Need help with flickr8 dataset tokenizing words

#1

I have been working with on this for a couple of weeks now. I have accomplished a lot but I’m stuck on how to process/tokenize the words. I have been following the Word Embedding tutorial my vocab is good idx_to_counts works but stuck on tokenize most common error: list’ object has no attribute ‘transform’ .

#2

Can you provide a small reproducible example? Do you use a tokenizer provided by GluonNLP https://gluon-nlp.mxnet.io/api/data.html#transforms ?

#3

This is straight out of word embeddings the counter and vocab work fine. I’m try to figure out how to transform the sentences into tokens I was also thinking of trying the SpacyTokenizer this is my first attempt at NLP, I’m comfortable with images and convolution based nets but NLP is much more difficult. My long term goal is to reproduce One neural network, many uses:https://towardsdatascience.com/one-neural-network-many-uses-image-captioning-image-search-similar-image-and-words-in-one-model-1e22080ce73d

counter = nlp.data.count_tokens(itertools.chain.from_iterable(descriptions))
vocab = nlp.Vocab(counter, unknown_token=None, padding_token=None, bos_token=’’, eos_token=’’, min_freq=5) this return almost exactly the same number of words that articles from the arxiv I’ve read have.

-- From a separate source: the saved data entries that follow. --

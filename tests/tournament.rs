mod common;

use chess_club_backend::entities::{MatchResult, MatchStatus, RoundStatus};
use chess_club_backend::error::AppError;
use chess_club_backend::models::*;
use chess_club_backend::services::TournamentService;
use common::test_db;

fn round_request(round_number: i32) -> CreateRoundRequest {
    CreateRoundRequest {
        round_number,
        start_datetime: None,
        end_datetime: None,
        status: None,
    }
}

fn pairing(white: i64, black: i64, board: i32) -> CreateMatchRequest {
    CreateMatchRequest {
        white_player_id: white,
        black_player_id: black,
        board_number: Some(board),
    }
}

#[tokio::test]
async fn black_win_scores_for_black() -> anyhow::Result<()> {
    let db = test_db().await;
    let service = TournamentService::new(db);

    let round = service.create_round(1, round_request(1)).await?;
    assert_eq!(round.status, RoundStatus::Scheduled);

    let game = service.create_match(round.id, pairing(10, 11, 1)).await?;
    assert_eq!(game.status, MatchStatus::Scheduled);
    assert_eq!((game.white_points, game.black_points), (None, None));

    service
        .set_match_status(game.id, MatchStatus::Completed)
        .await?;
    let game = service
        .set_match_result(game.id, MatchResult::BlackWins)
        .await?;

    assert_eq!(game.result, Some(MatchResult::BlackWins));
    assert_eq!(game.white_points, Some(0.0));
    assert_eq!(game.black_points, Some(1.0));

    let reread = service.get_match(game.id).await?;
    assert_eq!(reread.black_points, Some(1.0));
    Ok(())
}

#[tokio::test]
async fn result_requires_completed_match() -> anyhow::Result<()> {
    let db = test_db().await;
    let service = TournamentService::new(db);

    let round = service.create_round(1, round_request(1)).await?;
    let game = service.create_match(round.id, pairing(10, 11, 1)).await?;
    service
        .set_match_status(game.id, MatchStatus::InProgress)
        .await?;

    let err = service
        .set_match_result(game.id, MatchResult::WhiteWins)
        .await
        .unwrap_err();
    assert!(matches!(err, AppError::InvalidState(_)));
    assert_eq!(service.get_match(game.id).await?.result, None);
    Ok(())
}

#[tokio::test]
async fn status_change_requires_clearing_result() -> anyhow::Result<()> {
    let db = test_db().await;
    let service = TournamentService::new(db);

    let round = service.create_round(1, round_request(1)).await?;
    let game = service.create_match(round.id, pairing(10, 11, 1)).await?;
    service
        .set_match_status(game.id, MatchStatus::Completed)
        .await?;
    service.set_match_result(game.id, MatchResult::Draw).await?;

    let err = service
        .set_match_status(game.id, MatchStatus::InProgress)
        .await
        .unwrap_err();
    assert!(matches!(err, AppError::InvalidState(_)));

    let cleared = service.clear_match_result(game.id).await?;
    assert_eq!(cleared.result, None);
    assert_eq!(cleared.status, MatchStatus::Completed);

    let game = service
        .set_match_status(game.id, MatchStatus::InProgress)
        .await?;
    assert_eq!(game.status, MatchStatus::InProgress);
    Ok(())
}

#[tokio::test]
async fn unresolved_result_leaves_match_movable() -> anyhow::Result<()> {
    let db = test_db().await;
    let service = TournamentService::new(db);

    let round = service.create_round(1, round_request(1)).await?;
    let game = service.create_match(round.id, pairing(10, 11, 1)).await?;
    service
        .set_match_status(game.id, MatchStatus::Completed)
        .await?;
    service.set_match_result(game.id, MatchResult::WhiteWins).await?;

    let game = service
        .set_match_result(game.id, MatchResult::Unresolved)
        .await?;
    assert_eq!(game.result, None);
    assert_eq!((game.white_points, game.black_points), (None, None));

    let game = service
        .set_match_status(game.id, MatchStatus::Scheduled)
        .await?;
    assert_eq!(game.status, MatchStatus::Scheduled);
    Ok(())
}

#[tokio::test]
async fn round_summary_reports_resolution_without_changing_status() -> anyhow::Result<()> {
    let db = test_db().await;
    let service = TournamentService::new(db);

    let round = service.create_round(5, round_request(2)).await?;
    let first = service.create_match(round.id, pairing(1, 2, 2)).await?;
    let second = service.create_match(round.id, pairing(3, 4, 1)).await?;

    service
        .set_match_status(first.id, MatchStatus::Completed)
        .await?;
    service.set_match_result(first.id, MatchResult::Draw).await?;

    let summary = service.get_round_summary(round.id).await?;
    assert!(!summary.all_matches_resolved);
    assert_eq!(summary.matches.len(), 2);
    // ordered by board
    assert_eq!(summary.matches[0].id, second.id);
    assert_eq!(summary.matches[1].white_points, Some(0.5));
    assert_eq!(summary.matches[1].black_points, Some(0.5));

    service
        .set_match_status(second.id, MatchStatus::Cancelled)
        .await?;
    let summary = service.get_round_summary(round.id).await?;
    assert!(summary.all_matches_resolved);
    assert_eq!(summary.round.status, RoundStatus::Scheduled);

    let updated = service
        .set_round_status(round.id, RoundStatus::Completed)
        .await?;
    assert_eq!(updated.status, RoundStatus::Completed);

    // any transition is allowed
    let updated = service
        .set_round_status(round.id, RoundStatus::InProgress)
        .await?;
    assert_eq!(updated.status, RoundStatus::InProgress);
    Ok(())
}

#[tokio::test]
async fn invalid_rounds_and_pairings_are_rejected() -> anyhow::Result<()> {
    let db = test_db().await;
    let service = TournamentService::new(db);

    let err = service.create_round(1, round_request(0)).await.unwrap_err();
    assert!(matches!(err, AppError::ValidationError(_)));

    let round = service.create_round(1, round_request(1)).await?;
    let err = service.create_round(1, round_request(1)).await.unwrap_err();
    assert!(matches!(err, AppError::ValidationError(_)));

    // same number in another event is fine
    service.create_round(2, round_request(1)).await?;

    let err = service
        .create_match(round.id, pairing(7, 7, 1))
        .await
        .unwrap_err();
    assert!(matches!(err, AppError::ValidationError(_)));

    let err = service
        .create_match(9_999, pairing(7, 8, 1))
        .await
        .unwrap_err();
    assert!(matches!(err, AppError::NotFound(_)));

    let err = service.get_match(9_999).await.unwrap_err();
    assert!(matches!(err, AppError::NotFound(_)));
    Ok(())
}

idx_to_counts = [counter[w] for w in vocab.idx_to_token]
def code(sentence):
return [vocab[token] for token in lines if token in vocab]

flickr8 = lines.transform(code, lazy=False)
this fails list error. I have close to 40 functions that convert the text in so many different ways that I’m stuck on which to use and the order to use them in.

#4

The reason why you get the error is, that lines is a list of tokens. You have to call transform on a nlp.data-object.
The following should work:

text8 = nlp.data.Text8()
def code(sentence):
   return [vocab[token] for token in sentence if token in vocab]
text8 = text8.transform(code, lazy=False)
#5

There are no errors but this doesn’t tokenize the Flickr8 dataset it
returns a long string of mostly repeating numbers. I’m so close I can retrieve an Image/caption and normalize the image pass it through a dense layer. I’m going to use the merge method I just need a way to tokenize the Flickr8 captions. If the above doesn’t work can you point me in the right directions.